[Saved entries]

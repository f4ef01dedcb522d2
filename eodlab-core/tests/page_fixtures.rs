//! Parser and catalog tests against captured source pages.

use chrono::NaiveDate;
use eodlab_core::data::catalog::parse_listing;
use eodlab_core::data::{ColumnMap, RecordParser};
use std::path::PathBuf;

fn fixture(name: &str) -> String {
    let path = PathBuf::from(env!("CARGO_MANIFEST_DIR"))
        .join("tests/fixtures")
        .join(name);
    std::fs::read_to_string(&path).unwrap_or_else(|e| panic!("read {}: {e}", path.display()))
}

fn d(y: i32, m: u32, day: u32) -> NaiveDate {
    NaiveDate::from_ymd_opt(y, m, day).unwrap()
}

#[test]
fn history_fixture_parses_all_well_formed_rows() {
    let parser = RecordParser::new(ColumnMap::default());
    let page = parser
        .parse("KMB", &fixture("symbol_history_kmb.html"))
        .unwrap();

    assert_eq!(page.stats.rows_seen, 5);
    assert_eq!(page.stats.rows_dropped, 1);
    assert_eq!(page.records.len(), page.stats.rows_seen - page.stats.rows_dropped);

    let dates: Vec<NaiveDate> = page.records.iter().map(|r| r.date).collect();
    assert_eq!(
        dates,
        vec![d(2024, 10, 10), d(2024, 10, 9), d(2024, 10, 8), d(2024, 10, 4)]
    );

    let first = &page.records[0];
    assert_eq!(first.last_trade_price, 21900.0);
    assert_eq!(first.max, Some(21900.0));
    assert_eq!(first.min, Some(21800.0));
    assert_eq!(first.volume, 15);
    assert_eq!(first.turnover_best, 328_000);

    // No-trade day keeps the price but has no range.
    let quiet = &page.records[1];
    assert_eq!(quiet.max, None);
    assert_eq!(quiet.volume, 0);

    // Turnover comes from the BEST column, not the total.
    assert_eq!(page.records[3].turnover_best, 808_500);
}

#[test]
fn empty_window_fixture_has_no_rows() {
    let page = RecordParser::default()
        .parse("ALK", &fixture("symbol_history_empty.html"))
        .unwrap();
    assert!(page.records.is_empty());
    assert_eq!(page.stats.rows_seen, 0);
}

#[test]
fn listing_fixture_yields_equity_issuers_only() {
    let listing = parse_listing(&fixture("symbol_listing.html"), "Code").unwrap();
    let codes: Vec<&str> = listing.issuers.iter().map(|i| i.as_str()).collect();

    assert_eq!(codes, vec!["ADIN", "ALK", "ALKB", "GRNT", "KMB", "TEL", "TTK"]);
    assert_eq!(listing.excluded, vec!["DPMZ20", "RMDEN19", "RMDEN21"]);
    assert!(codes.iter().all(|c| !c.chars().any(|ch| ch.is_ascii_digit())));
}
==
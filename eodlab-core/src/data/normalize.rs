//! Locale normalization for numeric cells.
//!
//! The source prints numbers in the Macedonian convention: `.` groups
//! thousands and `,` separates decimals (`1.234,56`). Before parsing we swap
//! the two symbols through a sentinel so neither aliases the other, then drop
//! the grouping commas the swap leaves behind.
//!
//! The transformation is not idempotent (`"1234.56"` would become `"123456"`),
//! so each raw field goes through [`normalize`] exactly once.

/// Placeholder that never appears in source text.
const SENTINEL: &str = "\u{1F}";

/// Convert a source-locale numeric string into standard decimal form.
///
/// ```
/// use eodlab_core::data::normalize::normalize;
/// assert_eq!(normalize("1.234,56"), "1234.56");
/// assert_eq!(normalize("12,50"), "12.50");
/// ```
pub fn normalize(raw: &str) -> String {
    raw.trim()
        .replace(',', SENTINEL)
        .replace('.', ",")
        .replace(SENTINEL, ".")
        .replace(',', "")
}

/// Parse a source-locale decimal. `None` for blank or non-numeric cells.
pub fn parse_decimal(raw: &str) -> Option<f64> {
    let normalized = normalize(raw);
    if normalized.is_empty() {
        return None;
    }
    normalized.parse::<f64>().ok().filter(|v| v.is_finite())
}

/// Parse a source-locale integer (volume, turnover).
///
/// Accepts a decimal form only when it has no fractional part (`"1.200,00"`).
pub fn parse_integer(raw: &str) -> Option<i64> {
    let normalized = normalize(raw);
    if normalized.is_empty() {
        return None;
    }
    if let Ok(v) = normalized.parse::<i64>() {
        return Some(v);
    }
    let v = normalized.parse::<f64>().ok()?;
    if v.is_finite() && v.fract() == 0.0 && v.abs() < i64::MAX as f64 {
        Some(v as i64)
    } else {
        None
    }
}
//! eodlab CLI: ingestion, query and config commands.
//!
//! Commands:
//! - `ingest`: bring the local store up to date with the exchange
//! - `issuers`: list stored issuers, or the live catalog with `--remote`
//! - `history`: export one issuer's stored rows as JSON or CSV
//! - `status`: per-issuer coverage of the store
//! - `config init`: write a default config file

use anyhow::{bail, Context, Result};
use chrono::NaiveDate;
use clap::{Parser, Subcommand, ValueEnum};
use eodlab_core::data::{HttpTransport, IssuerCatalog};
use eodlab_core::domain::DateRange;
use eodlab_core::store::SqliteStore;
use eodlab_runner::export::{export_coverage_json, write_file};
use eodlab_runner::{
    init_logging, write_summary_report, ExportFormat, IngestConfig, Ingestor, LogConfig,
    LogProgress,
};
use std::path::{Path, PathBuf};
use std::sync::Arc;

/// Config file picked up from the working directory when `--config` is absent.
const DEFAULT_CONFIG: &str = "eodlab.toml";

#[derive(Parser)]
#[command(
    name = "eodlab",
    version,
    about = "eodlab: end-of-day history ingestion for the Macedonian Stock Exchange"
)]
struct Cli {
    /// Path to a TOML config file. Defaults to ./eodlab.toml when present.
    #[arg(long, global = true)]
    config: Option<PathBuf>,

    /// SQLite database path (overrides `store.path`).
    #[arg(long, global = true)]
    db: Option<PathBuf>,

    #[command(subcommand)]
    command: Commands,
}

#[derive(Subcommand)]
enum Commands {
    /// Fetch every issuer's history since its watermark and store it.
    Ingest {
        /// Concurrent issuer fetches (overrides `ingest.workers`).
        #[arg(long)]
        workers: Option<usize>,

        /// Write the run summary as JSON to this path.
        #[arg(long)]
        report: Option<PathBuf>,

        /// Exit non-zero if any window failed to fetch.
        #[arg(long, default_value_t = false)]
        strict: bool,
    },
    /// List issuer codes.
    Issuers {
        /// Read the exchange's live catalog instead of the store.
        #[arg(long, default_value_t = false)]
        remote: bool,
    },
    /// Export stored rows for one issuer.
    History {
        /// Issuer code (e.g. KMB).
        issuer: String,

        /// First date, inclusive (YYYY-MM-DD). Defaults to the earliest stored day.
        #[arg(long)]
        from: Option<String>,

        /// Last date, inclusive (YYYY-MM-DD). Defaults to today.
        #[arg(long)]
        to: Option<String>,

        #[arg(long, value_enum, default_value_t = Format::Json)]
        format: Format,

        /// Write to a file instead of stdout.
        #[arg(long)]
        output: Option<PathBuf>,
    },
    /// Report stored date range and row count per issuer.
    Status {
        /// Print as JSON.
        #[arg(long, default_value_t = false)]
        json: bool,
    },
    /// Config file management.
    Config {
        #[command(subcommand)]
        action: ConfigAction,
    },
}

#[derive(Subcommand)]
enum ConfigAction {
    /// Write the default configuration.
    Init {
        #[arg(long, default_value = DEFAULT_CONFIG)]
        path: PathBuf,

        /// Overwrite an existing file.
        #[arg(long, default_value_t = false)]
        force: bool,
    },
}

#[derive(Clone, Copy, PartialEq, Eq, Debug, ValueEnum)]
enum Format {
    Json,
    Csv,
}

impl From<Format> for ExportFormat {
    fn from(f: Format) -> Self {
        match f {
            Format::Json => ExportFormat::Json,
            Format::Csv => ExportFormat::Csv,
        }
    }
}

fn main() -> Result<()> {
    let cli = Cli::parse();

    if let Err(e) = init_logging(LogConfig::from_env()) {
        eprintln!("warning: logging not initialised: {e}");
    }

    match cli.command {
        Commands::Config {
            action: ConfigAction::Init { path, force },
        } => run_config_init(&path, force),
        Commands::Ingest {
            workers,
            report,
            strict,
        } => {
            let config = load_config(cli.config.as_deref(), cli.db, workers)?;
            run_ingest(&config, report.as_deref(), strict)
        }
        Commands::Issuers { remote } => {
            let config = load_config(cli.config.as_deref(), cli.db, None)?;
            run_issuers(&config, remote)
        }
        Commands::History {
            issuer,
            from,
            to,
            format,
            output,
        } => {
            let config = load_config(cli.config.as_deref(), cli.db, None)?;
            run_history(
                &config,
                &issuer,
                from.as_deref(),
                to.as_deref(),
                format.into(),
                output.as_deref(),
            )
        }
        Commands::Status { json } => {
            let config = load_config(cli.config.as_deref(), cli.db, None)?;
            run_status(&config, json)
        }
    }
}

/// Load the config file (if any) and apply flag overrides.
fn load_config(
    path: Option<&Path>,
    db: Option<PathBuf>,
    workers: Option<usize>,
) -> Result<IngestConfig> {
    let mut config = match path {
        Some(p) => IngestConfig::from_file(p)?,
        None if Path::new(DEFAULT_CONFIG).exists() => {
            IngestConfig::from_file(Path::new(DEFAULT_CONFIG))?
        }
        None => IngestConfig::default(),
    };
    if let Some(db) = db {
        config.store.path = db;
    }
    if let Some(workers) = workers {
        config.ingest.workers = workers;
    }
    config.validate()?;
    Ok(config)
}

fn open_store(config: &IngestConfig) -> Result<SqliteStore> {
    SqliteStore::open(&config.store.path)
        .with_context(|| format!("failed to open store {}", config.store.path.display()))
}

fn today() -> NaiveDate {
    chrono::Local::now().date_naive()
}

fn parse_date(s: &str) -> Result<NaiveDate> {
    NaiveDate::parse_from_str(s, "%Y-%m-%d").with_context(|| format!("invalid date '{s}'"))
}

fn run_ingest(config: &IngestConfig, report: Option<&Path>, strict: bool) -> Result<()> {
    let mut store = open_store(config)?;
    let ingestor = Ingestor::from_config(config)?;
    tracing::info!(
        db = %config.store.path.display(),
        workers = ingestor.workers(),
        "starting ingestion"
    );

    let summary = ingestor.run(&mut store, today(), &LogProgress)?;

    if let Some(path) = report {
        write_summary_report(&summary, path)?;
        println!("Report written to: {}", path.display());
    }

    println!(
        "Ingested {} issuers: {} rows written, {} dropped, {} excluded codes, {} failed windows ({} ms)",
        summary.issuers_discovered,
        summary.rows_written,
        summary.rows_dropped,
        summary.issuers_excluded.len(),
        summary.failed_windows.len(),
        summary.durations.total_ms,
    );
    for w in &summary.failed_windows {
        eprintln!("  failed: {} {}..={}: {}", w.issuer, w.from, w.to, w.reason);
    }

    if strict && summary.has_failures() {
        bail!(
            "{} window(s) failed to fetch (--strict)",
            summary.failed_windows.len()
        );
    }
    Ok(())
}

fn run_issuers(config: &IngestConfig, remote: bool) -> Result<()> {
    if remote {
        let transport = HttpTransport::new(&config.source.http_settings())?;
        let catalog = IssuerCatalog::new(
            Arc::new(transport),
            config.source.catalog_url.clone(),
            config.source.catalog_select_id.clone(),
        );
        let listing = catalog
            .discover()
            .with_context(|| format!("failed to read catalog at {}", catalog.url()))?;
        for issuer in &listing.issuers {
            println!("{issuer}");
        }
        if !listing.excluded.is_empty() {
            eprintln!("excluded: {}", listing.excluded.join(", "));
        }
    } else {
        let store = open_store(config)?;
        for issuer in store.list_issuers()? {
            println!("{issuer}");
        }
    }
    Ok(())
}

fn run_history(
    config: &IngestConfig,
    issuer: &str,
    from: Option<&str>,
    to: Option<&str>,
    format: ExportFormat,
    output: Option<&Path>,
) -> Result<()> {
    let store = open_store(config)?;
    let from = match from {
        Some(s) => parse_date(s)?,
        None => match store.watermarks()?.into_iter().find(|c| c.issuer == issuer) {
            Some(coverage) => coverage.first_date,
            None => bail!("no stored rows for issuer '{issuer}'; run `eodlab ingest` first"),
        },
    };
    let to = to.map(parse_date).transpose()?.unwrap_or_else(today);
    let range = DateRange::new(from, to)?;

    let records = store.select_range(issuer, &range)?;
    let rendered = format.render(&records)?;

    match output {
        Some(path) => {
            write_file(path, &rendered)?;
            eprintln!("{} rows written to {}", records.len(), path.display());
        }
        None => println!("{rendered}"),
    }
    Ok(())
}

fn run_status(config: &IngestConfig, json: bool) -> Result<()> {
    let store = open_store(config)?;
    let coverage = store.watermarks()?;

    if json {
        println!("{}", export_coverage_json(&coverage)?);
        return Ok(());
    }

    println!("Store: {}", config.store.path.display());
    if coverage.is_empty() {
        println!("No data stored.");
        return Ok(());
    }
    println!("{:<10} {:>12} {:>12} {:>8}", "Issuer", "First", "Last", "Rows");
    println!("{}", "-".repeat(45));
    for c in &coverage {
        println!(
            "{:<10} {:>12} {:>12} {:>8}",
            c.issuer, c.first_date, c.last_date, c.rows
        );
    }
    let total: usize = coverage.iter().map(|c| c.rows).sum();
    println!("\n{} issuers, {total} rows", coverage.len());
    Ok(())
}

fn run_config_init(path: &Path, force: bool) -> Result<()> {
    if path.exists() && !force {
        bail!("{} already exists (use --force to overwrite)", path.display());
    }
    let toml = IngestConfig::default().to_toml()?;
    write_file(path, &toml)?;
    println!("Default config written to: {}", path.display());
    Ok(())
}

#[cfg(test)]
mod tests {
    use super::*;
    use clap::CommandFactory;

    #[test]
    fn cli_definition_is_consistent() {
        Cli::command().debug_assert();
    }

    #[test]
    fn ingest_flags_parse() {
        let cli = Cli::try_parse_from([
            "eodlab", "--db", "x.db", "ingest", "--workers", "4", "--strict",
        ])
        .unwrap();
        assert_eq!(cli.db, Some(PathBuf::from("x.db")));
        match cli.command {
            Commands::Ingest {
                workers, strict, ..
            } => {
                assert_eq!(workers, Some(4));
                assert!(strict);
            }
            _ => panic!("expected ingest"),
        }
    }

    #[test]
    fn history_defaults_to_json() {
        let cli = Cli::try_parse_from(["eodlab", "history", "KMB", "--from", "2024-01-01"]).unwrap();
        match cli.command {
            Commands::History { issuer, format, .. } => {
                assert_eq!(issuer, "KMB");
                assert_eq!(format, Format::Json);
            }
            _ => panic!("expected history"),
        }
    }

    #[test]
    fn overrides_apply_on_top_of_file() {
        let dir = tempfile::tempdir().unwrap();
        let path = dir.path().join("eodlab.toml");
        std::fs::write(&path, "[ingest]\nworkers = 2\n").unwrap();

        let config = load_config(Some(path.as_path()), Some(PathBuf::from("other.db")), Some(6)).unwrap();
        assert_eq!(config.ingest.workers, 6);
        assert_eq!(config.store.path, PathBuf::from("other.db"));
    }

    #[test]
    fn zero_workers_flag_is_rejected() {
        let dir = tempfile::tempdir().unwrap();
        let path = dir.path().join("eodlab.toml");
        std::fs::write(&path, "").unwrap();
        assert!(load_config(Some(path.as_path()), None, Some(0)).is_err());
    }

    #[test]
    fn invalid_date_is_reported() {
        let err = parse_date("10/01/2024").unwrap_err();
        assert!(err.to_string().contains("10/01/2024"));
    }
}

# Required work
Go line by line through the data above and count those holding "tests"; report the number alone.

# Output for this exercise
4